Toady:Yeah. You can fill it with weapons and then when it strikes the megabeast the weapons will fly out of it and impale the beast. I think people have seen that. I've seen pictures of that and I've tried it myself. You can fill a minecart with trap components and then put the minecart on a hill and then have a pressure plate that releases the minecart to have it roll down; if it smacks into somebody they're in trouble. You could also just fill it with heavy stone and then it would have more momentum. That strike sand it can break bones and shoot things through megabeasts and so on.
Rainseeker:What is the toughest thing right now, a bronze colossus?
Toady:Yeah. You'd probably have to use a steel minecart and fill it with lead, or something. Then you'd be able to make a dent.
Rainseeker:So they could potentially stop the momentum of it, because they're strong enough, or would they still get pushed?
Toady:It takes all their mass into consideration so I don't think it would do much to them. Now, if you filled it with adamantine saw blades or something then when it stopped those things would just shoot out and probably cut the bronze colossus to pieces, because adamantine goes right through the suckers. You'd have to get the largest blade you could get, so probably the giant axe blades. I don't know how many adamantine it takes to make a giant axe blade but you could use that, and you can set up projectile traps that way, too. If you put, like, a stopper on the track, way before it gets to the monster, then the item will fly out of it, so you can set up a launcher for adamantine axe blades and launch them across the field at people.
Rainseeker:Would they stay on the same z-axis?
Toady:It's more of a mess, now. You'd have to test out your device a few times because things actually fly in parabolas now, so you'd have to test the landing ground. If you set it up so that your minecart hits a wall the projectile's set to the z-level higher, then eventually it'll come down. So you need to set the range, you need to do a few range tests. Then you can attain victory.
Rainseeker:That also reminds me, you said earlier if you set up your fortress at a calm location in your kingdom you don't have to worry about goblin invasions so much. That does not include megabeasts, I assume?
Toady:Megabeasts? Right now I haven't done them in adventure mode and I'm not sure if we're going to get to them this time or not. If I get to them then they're going to have the same kind of proximity restrictions, where if there's a target before they get to you then they'll attack that, so if you really surround yourself with other civilizations and buffers then you're just going to be unattacked by pretty much everybody unless you get bandits or something; we might have something like that, if you've got a bandit camp nearby, because the bandit camps are all over the place.

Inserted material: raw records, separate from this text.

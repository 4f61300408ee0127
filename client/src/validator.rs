use serde::{Deserialize, Serialize};

use crate::error::ClientError;

const BYTES_PER_MB: f64 = 1024.0 * 1024.0;

/// What the validator needs to know about a picked file.
#[derive(Debug, Clone, PartialEq)]
pub struct FileMeta {
    pub name: String,
    pub mime_type: String,
    pub size_bytes: u64,
}

impl FileMeta {
    pub fn new(name: impl Into<String>, mime_type: impl Into<String>, size_bytes: u64) -> Self {
        Self {
            name: name.into(),
            mime_type: mime_type.into(),
            size_bytes,
        }
    }

    pub fn size_mb(&self) -> f64 {
        self.size_bytes as f64 / BYTES_PER_MB
    }
}

#[derive(Debug, Clone, PartialEq, Serialize, Deserialize)]
pub struct UploadPolicy {
    pub max_megabytes: f64,
    pub accepted_types: Vec<String>,
}

impl Default for UploadPolicy {
    fn default() -> Self {
        Self {
            max_megabytes: 5.0,
            accepted_types: vec!["image/jpeg".into(), "image/png".into(), "image/jpg".into()],
        }
    }
}

impl UploadPolicy {
    pub fn max_bytes(&self) -> u64 {
        (self.max_megabytes * BYTES_PER_MB) as u64
    }

    pub fn accepts(&self, mime_type: &str) -> bool {
        let mime_type = mime_type.trim().to_ascii_lowercase();
        self.accepted_types.iter().any(|t| *t == mime_type)
    }

    /// Format is checked before size.
    pub fn validate(&self, file: &FileMeta) -> Result<(), ClientError> {
        if !self.accepts(&file.mime_type) {
            log::warn!("Rejected '{}': unsupported type '{}'", file.name, file.mime_type);
            return Err(ClientError::UnsupportedFormat {
                mime_type: file.mime_type.clone(),
            });
        }
        if file.size_bytes > self.max_bytes() {
            log::warn!("Rejected '{}': {} bytes", file.name, file.size_bytes);
            return Err(ClientError::FileTooLarge {
                size_mb: (file.size_mb() * 10.0).round() / 10.0,
                limit_mb: self.max_megabytes,
            });
        }
        Ok(())
    }
}

#[cfg(test)]
mod tests {
    use super::*;

    const MB: u64 = 1024 * 1024;

    #[test]
    fn accepts_jpeg_png_and_jpg_alias() {
        let policy = UploadPolicy::default();
        for mime in ["image/jpeg", "image/png", "image/jpg", "IMAGE/PNG"] {
            assert!(policy.validate(&FileMeta::new("a", mime, MB)).is_ok(), "{}", mime);
        }
    }

    #[test]
    fn rejects_other_types_with_received_mime() {
        let policy = UploadPolicy::default();
        for mime in ["image/gif", "image/webp", "application/pdf", ""] {
            let err = policy.validate(&FileMeta::new("a", mime, 10)).unwrap_err();
            assert_eq!(
                err,
                ClientError::UnsupportedFormat {
                    mime_type: mime.into()
                }
            );
        }
    }

    #[test]
    fn rejects_oversize_with_rounded_size() {
        let policy = UploadPolicy::default();
        let file = FileMeta::new("big.png", "image/png", 6 * MB + MB / 4);
        let err = policy.validate(&file).unwrap_err();

        assert_eq!(
            err,
            ClientError::FileTooLarge {
                size_mb: 6.3,
                limit_mb: 5.0
            }
        );
        assert!(err.to_string().contains("6.3 MB"));
    }

    #[test]
    fn exact_limit_is_accepted() {
        let policy = UploadPolicy::default();
        assert!(policy.validate(&FileMeta::new("a", "image/jpeg", 5 * MB)).is_ok());
        assert!(policy.validate(&FileMeta::new("a", "image/jpeg", 5 * MB + 1)).is_err());
    }

    #[test]
    fn unsupported_type_wins_over_size() {
        let policy = UploadPolicy::default();
        let err = policy
            .validate(&FileMeta::new("a.gif", "image/gif", 50 * MB))
            .unwrap_err();
        assert!(matches!(err, ClientError::UnsupportedFormat { .. }));
    }
}
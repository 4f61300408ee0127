use super::super::{Model, Msg};
use shared::emotion::{display_label, label_icon};
use yew::prelude::*;

pub fn render_history(model: &Model, ctx: &Context<Model>) -> Html {
    let records = model.history().records();
    let displayed_id = model.history().displayed().map(|r| r.id);

    html! {
        <section class="history">
            <h2><i class="fa-solid fa-clock-rotate-left"></i>{" Historial de análisis"}</h2>
            if records.is_empty() {
                <p class="no-results-message">{"Todavía no hay análisis guardados."}</p>
            } else {
                <ul class="history-list">
                    { for records.into_iter().map(|record| {
                        let id = record.id.clone();
                        let delete_id = record.id.clone();
                        let selected = displayed_id.as_deref() == Some(record.id.as_str());
                        html! {
                            <li
                                key={record.id.clone()}
                                class={classes!("history-item", selected.then_some("selected"))}
                                onclick={ctx.link().callback(move |_| Msg::SelectAnalysis(id.clone()))}
                            >
                                <span class="history-icon">{ label_icon(&record.dominant_emotion) }</span>
                                <span class="history-label">{ display_label(&record.dominant_emotion) }</span>
                                <span class="history-date">
                                    { record.created_at.format("%d/%m/%Y %H:%M").to_string() }
                                </span>
                                <button
                                    class="remove-btn"
                                    title="Eliminar análisis"
                                    onclick={ctx.link().callback(move |e: MouseEvent| {
                                        e.stop_propagation();
                                        Msg::DeleteAnalysis(delete_id.clone())
                                    })}
                                >
                                    <i class="fa-solid fa-trash" style="font-size: 10px;"></i>
                                </button>
                            </li>
                        }
                    })}
                </ul>
            }
        </section>
    }
}
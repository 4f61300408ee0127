use super::super::{Model, Msg};
use crate::route::Route;
use shared::Role;
use yew::prelude::*;

fn nav_link(ctx: &Context<Model>, route: Route, label: &'static str, active: bool) -> Html {
    html! {
        <a
            href={route.path()}
            class={classes!("nav-link", active.then_some("active"))}
            onclick={ctx.link().callback(move |e: MouseEvent| {
                e.prevent_default();
                Msg::Navigate(route.clone())
            })}
        >
            { label }
        </a>
    }
}

pub fn render_header(model: &Model, ctx: &Context<Model>) -> Html {
    let current = &model.route;
    let links = match model.session.role() {
        None => html! {
            <>
                { nav_link(ctx, Route::Login, "Iniciar sesión", *current == Route::Login) }
                { nav_link(ctx, Route::Register, "Registrarse", *current == Route::Register) }
            </>
        },
        Some(role) => html! {
            <>
                if *role == Role::Usuario {
                    { nav_link(ctx, Route::Analyzer, "Analizar", *current == Route::Analyzer) }
                }
                if *role == Role::Admin {
                    { nav_link(ctx, Route::Admin, "Usuarios", *current == Route::Admin) }
                }
                { nav_link(ctx, Route::Profile, "Perfil", *current == Route::Profile) }
                <button class="nav-button" onclick={ctx.link().callback(|_| Msg::Logout)}>
                    <i class="fa-solid fa-right-from-bracket"></i>{" Cerrar sesión"}
                </button>
            </>
        },
    };

    html! {
        <header class="app-header">
            <div class="brand">
                <i class="fa-solid fa-brain"></i>
                { nav_link(ctx, Route::Welcome, "Emotired", false) }
            </div>
            <nav class="app-nav">{ links }</nav>
        </header>
    }
}

pub fn render_welcome(ctx: &Context<Model>) -> Html {
    html! {
        <section class="welcome">
            <h1>{"Descubre las emociones detrás de cada trazo"}</h1>
            <p class="subtitle">
                {"Sube un dibujo o escribe un texto y obtén el análisis emocional al instante."}
            </p>
            <div class="button-container">
                <button class="analyze-btn" onclick={ctx.link().callback(|_| Msg::Navigate(Route::Login))}>
                    {"Iniciar sesión"}
                </button>
                <button class="analyze-btn secondary" onclick={ctx.link().callback(|_| Msg::Navigate(Route::Register))}>
                    {"Crear cuenta"}
                </button>
            </div>
        </section>
    }
}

Rainseeker:Is the goal to have news get to you, so you can be aware that this might happen to you in the next year or two, that there's been a dragon that's being laying waste to the countryside and it might come by?
Toady:It has to update you somehow, and it's got to mesh in with what we're hoping to do with your own armies eventually, which means showing you some kind of world map or of the surroundings or whatever that you're going to be able to use to order your armies. We haven't thought about it too much but if it's going to give you, like, a snapshot of the world as you currently understand it and then the next time a merchant comes you get to update your snapshot or whatever ... then it can give you the same paragraph or a related paragraph that it gives you at the beginning of adventure mode, so that it would tell you about what's going on a little bit.
Rainseeker:Yep, like, 'Applemackles the dragon who's been laying waste to the countryside ...' because actually that would be fairly interesting, if your megabeast didn't stick around and just lay waste, but maybe decided to wander off if the site was not interesting enough.
Toady:Yeah, if there's not a big pile of treasure to lay on I don't know why they'd bother staying. So they can just torch some of your cows and then leave. Maybe snatch a cow and leave with it. It's always the cows catching the trouble.
Rainseeker:Or your domesticated elephants. One or the other.
Toady:That's true, you've got big animals in the game. There are gigantic animals ... So, yes, I think it would be fun to get your merchant caravan and then ... because you get different caravans every season, sometimes, from the different civilizations, so they could share with you different parts of your map; when the humans come you get to see how the dragon has been destroying their civilization, then when the elves come you can see the different elven forests that have been burned by the goblins, and then the dwarves can come and tell you about the latest mining accidents that have unleashed demons in the various mountainhomes, and you can just wait for the first one to reach you.
Rainseeker:That would be pretty great, too, if you literally had a little conversation with them and they told you what was significantly new, as opposed to just seeing a little bit of an icon change, or something.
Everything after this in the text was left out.